_EXERCISE DIRECTIONS_. Looking at the entries, how many lines hold the word "parsed"? State the number by itself.

_EXERCISE INPUTS_.
□ □ □ □ □

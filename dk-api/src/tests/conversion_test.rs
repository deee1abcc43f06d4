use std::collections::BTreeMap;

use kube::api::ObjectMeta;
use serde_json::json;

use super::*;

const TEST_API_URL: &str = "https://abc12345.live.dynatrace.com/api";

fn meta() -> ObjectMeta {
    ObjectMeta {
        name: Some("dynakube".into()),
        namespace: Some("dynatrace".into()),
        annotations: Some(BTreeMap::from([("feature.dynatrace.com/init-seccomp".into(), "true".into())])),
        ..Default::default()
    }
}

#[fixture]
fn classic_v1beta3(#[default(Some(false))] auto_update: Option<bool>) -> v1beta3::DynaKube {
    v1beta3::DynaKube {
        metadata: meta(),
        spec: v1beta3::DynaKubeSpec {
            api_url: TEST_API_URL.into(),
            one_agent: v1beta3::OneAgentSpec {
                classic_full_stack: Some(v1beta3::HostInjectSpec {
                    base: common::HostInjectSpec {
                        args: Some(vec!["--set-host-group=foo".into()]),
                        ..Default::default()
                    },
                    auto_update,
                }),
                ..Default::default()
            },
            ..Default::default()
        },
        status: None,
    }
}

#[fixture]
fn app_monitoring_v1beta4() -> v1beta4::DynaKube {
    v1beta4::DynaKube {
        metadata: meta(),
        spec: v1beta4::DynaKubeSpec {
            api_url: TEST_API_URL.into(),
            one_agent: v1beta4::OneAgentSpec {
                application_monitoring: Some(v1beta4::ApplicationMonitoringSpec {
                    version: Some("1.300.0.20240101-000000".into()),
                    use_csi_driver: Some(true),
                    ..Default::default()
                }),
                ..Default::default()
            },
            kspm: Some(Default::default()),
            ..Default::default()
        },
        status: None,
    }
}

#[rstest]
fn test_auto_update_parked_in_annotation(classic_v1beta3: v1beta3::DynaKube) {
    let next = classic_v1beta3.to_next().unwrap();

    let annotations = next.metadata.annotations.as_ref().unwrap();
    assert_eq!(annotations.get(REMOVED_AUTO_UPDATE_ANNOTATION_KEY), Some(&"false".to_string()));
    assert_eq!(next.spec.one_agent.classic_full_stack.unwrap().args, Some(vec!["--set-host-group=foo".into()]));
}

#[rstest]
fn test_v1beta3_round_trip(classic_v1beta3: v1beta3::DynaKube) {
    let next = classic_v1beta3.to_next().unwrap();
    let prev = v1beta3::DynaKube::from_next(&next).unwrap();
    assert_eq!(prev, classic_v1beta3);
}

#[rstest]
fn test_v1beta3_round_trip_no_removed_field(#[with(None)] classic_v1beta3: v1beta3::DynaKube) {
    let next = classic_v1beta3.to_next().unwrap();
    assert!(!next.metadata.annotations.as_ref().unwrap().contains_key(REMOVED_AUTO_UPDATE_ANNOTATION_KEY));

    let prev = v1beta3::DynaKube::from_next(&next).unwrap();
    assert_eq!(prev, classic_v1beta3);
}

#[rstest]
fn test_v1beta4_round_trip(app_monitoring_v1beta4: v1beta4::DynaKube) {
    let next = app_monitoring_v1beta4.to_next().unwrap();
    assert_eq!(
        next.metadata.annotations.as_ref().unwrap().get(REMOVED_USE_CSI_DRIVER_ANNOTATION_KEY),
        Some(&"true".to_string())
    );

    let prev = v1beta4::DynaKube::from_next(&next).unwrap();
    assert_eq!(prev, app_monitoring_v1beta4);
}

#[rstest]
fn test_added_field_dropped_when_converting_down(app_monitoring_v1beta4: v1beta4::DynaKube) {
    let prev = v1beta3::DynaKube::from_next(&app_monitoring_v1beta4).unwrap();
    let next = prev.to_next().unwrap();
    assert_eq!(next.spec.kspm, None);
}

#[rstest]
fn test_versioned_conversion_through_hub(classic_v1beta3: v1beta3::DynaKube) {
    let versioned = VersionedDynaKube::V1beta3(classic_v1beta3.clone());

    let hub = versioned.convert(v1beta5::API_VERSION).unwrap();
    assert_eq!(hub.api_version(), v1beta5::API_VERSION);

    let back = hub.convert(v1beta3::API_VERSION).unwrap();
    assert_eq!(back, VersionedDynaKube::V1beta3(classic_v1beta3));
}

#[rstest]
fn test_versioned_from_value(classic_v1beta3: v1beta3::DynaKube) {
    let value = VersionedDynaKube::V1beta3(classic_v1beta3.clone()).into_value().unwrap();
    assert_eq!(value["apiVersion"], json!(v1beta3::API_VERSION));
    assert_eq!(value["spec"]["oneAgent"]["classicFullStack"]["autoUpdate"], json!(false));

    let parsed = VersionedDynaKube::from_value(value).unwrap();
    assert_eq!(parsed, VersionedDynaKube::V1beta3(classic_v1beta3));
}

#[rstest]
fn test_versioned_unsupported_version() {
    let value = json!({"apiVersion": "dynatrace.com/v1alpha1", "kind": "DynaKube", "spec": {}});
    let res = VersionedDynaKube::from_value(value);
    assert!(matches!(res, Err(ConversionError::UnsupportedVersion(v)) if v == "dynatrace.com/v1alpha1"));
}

□ □ □ □ □

_RESULT OF THE TASK_. 2